Provided records START

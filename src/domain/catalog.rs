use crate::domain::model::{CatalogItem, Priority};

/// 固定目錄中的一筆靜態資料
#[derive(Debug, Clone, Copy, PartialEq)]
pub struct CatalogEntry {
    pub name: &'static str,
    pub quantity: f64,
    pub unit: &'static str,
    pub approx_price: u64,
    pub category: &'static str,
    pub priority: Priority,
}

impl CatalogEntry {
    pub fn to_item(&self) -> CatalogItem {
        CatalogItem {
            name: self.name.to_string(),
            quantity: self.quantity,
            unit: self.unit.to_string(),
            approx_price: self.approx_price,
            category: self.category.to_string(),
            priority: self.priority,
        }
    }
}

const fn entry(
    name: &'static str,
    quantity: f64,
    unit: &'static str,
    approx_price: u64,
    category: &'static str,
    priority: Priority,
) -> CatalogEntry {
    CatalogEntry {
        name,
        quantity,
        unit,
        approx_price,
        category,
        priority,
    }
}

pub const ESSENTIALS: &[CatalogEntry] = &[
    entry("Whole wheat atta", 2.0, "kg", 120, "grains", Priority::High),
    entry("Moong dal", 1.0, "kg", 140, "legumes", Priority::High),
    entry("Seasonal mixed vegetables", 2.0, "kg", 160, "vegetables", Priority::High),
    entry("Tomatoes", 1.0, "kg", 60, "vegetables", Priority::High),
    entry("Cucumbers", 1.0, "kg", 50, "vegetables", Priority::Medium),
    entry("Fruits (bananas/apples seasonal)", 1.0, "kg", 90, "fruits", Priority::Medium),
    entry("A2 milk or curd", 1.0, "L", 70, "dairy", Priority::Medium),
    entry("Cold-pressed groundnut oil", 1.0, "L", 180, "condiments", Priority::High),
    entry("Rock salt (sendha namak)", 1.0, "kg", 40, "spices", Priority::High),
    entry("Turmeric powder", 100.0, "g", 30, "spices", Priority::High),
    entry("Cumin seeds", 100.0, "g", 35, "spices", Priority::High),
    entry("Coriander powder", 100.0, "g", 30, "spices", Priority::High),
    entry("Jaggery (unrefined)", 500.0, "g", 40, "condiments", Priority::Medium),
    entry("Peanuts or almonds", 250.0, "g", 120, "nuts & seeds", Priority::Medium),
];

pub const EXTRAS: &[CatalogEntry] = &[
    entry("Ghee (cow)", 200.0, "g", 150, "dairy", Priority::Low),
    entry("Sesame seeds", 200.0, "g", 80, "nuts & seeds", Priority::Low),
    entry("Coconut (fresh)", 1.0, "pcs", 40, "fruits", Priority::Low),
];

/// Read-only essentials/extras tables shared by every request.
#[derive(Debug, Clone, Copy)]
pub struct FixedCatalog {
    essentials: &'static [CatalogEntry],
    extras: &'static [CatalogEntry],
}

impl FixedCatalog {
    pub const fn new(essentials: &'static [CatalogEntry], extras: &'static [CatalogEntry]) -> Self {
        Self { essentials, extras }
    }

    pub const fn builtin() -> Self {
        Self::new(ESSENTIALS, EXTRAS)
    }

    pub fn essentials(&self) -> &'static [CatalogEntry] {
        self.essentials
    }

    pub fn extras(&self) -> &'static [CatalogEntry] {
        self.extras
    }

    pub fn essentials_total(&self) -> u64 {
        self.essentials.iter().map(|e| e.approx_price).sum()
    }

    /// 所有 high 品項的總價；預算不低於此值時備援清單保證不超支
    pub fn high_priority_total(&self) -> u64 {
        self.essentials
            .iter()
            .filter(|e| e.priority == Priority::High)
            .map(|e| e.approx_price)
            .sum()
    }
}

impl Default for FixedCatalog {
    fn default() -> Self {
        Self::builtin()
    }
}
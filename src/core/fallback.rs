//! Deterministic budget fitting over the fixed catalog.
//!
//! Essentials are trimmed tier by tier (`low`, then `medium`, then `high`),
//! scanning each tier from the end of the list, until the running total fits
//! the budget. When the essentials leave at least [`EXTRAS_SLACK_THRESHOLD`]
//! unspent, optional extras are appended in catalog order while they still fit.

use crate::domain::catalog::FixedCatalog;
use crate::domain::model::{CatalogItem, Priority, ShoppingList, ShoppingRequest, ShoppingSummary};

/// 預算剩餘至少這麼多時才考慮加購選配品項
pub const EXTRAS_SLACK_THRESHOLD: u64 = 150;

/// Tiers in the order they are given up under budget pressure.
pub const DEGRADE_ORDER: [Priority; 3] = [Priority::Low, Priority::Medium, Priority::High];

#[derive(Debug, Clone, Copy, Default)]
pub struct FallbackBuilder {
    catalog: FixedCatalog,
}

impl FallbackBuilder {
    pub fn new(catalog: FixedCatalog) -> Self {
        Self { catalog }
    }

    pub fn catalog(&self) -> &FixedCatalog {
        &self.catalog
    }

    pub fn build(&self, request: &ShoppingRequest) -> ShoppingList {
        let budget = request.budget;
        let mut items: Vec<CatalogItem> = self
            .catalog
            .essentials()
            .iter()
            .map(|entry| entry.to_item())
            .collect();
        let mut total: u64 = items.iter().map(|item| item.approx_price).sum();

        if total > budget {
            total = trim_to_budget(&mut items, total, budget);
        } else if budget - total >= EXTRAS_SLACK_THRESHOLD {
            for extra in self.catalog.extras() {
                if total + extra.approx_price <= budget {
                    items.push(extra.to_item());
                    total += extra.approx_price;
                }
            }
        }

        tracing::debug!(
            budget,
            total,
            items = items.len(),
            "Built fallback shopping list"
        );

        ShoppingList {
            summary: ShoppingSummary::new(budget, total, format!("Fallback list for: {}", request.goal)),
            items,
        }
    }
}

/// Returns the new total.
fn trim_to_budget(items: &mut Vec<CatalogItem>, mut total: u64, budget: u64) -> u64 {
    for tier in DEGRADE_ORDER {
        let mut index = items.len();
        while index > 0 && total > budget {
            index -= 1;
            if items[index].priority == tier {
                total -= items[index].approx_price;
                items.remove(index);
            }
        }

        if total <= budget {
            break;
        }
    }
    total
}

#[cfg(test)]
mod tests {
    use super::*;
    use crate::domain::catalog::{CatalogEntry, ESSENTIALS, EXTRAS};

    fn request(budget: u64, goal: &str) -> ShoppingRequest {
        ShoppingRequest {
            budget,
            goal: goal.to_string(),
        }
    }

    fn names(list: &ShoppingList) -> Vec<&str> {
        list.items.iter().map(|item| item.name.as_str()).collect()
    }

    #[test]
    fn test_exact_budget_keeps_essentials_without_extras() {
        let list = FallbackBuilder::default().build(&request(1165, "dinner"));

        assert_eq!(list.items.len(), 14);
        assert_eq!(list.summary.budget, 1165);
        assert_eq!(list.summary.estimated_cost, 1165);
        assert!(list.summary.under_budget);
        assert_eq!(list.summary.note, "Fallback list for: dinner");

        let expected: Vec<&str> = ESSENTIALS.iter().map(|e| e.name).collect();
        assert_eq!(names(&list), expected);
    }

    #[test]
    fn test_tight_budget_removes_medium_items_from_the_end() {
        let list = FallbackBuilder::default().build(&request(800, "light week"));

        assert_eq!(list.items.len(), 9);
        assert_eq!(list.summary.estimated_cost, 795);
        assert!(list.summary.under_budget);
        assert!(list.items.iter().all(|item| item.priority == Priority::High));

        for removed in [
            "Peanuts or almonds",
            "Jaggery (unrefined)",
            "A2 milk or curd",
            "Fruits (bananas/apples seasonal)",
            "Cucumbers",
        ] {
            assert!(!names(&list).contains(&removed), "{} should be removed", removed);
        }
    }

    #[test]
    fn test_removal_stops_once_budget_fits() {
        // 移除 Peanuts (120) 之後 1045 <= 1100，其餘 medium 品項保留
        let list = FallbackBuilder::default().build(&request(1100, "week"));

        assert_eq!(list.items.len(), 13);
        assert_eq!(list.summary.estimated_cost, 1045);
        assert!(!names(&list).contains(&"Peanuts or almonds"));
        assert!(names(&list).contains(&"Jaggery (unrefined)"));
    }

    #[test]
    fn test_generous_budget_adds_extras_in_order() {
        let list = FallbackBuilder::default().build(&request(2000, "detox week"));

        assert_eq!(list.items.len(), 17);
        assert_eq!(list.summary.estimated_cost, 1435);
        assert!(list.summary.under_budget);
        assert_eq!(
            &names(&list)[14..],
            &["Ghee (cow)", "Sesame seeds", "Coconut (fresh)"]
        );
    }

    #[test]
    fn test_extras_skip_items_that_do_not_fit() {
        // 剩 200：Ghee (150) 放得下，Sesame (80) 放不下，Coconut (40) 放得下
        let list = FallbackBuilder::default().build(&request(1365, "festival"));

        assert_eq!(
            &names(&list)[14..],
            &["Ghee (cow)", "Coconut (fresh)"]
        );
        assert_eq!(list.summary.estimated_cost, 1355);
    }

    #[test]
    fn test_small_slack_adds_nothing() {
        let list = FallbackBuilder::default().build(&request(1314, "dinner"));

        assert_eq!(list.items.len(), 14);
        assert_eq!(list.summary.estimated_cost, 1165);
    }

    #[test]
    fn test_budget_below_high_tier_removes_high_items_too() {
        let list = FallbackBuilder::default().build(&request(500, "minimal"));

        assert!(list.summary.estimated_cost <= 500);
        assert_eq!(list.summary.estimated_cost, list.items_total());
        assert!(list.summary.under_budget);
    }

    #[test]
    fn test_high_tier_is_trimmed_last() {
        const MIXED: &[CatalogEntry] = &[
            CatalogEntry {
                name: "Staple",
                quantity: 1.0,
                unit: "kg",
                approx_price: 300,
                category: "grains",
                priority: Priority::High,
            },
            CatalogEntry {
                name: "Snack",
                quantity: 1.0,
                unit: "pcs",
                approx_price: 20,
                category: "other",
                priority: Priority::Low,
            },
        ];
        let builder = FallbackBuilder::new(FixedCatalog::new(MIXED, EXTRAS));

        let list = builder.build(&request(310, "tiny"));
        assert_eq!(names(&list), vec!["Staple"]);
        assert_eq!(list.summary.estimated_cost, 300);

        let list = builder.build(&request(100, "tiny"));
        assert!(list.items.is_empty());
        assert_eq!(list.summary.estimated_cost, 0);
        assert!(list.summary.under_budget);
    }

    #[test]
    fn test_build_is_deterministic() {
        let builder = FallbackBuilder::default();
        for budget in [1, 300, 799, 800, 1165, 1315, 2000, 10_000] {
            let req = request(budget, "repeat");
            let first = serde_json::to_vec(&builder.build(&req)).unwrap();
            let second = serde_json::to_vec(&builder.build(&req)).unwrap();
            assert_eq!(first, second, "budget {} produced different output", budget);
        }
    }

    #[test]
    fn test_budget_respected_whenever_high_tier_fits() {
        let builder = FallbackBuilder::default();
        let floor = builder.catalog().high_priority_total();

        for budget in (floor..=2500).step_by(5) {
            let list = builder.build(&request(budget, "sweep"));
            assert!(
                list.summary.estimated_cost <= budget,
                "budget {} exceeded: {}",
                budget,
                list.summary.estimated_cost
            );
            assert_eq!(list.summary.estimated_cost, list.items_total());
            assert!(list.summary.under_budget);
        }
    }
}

Provided records END

• [Assigned task]:
Whenever the word "Ghee" shows up in a line of the entries, list that line.

• [Answer space]:
    entry("Ghee (cow)", 200.0, "g", 150, "dairy", Priority::Low),
            &["Ghee (cow)", "Sesame seeds", "Coconut (fresh)"]
        // 剩 200：Ghee (150) 放得下，Sesame (80) 放不下，Coconut (40) 放得下
            &["Ghee (cow)", "Coconut (fresh)"]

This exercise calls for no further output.